Aim of the task:
Pull every line from the records that has the word "Panics" in it.
[Raw data Boundary: Start]
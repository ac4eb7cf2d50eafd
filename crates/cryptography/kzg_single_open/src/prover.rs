use bls12_381::{g1_batch_normalize, lincomb::g1_lincomb, traits::*, G1Point, G1Projective, Scalar};
use polynomial::{domain::Domain, poly_coeff::PolyCoeff};

/// Commitment key holding the powers of the secret in both bases.
#[derive(Debug, Clone)]
pub struct CommitKey {
    /// `[τ^0 G₁, τ^1 G₁, ..., τ^(n-1) G₁]`
    pub g1_monomial: Vec<G1Point>,
    /// `[L_0(τ) G₁, ..., L_(n-1)(τ) G₁]` where `L_i` is the Lagrange basis
    /// polynomial that is one at `ω^i` and zero on the rest of the domain.
    pub g1_lagrange: Vec<G1Point>,
}

impl CommitKey {
    /// Derives the Lagrange form of the key from its monomial form.
    ///
    /// # Panics
    ///
    /// Panics if there are fewer monomial points than domain elements.
    pub fn from_monomial(g1_monomial: Vec<G1Point>, domain: &Domain) -> Self {
        assert!(
            g1_monomial.len() >= domain.size(),
            "commit key has {} points but the domain has {} elements",
            g1_monomial.len(),
            domain.size()
        );

        let projective: Vec<G1Projective> = g1_monomial[..domain.size()]
            .iter()
            .map(G1Projective::from)
            .collect();
        let g1_lagrange = g1_batch_normalize(&domain.ifft_g1(projective));

        Self {
            g1_monomial,
            g1_lagrange,
        }
    }

    /// Commits to a polynomial given by its evaluations over the domain.
    pub fn commit_lagrange(&self, evaluations: &[Scalar]) -> G1Point {
        assert_eq!(evaluations.len(), self.g1_lagrange.len());
        g1_lincomb(&self.g1_lagrange, evaluations)
            .expect("evaluations.len() == g1_lagrange.len()")
            .to_affine()
    }

    /// Commits to a polynomial in monomial form.
    pub fn commit_monomial(&self, polynomial: &PolyCoeff) -> G1Point {
        assert!(polynomial.len() <= self.g1_monomial.len());
        g1_lincomb(&self.g1_monomial[..polynomial.len()], polynomial)
            .expect("polynomial fits in the commit key")
            .to_affine()
    }
}

/// Produces commitments and single-point opening proofs.
#[derive(Debug, Clone)]
pub struct Prover {
    pub domain: Domain,
    pub commit_key: CommitKey,
}

impl Prover {
    pub fn new(domain_size: usize, g1_monomial: Vec<G1Point>) -> Self {
        let domain = Domain::new(domain_size);
        let commit_key = CommitKey::from_monomial(g1_monomial, &domain);
        Self { domain, commit_key }
    }

    /// Commits to the polynomial whose evaluations over the domain are given.
    #[cfg_attr(feature = "tracing", tracing::instrument(skip_all))]
    pub fn commit(&self, evaluations: &[Scalar]) -> G1Point {
        self.commit_key.commit_lagrange(evaluations)
    }

    /// Computes a proof that the polynomial with the given evaluations
    /// takes the value `y` at `z`, returning `(proof, y)`.
    ///
    /// The proof is a commitment to `q(X) = (p(X) - y) / (X - z)`.
    #[cfg_attr(feature = "tracing", tracing::instrument(skip_all))]
    pub fn compute_opening_proof(&self, evaluations: &[Scalar], z: Scalar) -> (G1Point, Scalar) {
        let mut polynomial = self.domain.ifft_scalars(evaluations.to_vec());
        let y = polynomial.eval(&z);

        // p(X) - y vanishes at z, so (X - z) divides it exactly.
        if let Some(constant) = polynomial.first_mut() {
            *constant -= y;
        }
        let (quotient, remainder) = polynomial.divide_by_linear(z);
        assert!(
            bool::from(remainder.is_zero()),
            "p(X) - p(z) must be divisible by X - z"
        );

        (self.commit_key.commit_monomial(&quotient), y)
    }
}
[Raw data Boundary: End]
Result:
    /// # Panics
    /// Panics if there are fewer monomial points than domain elements.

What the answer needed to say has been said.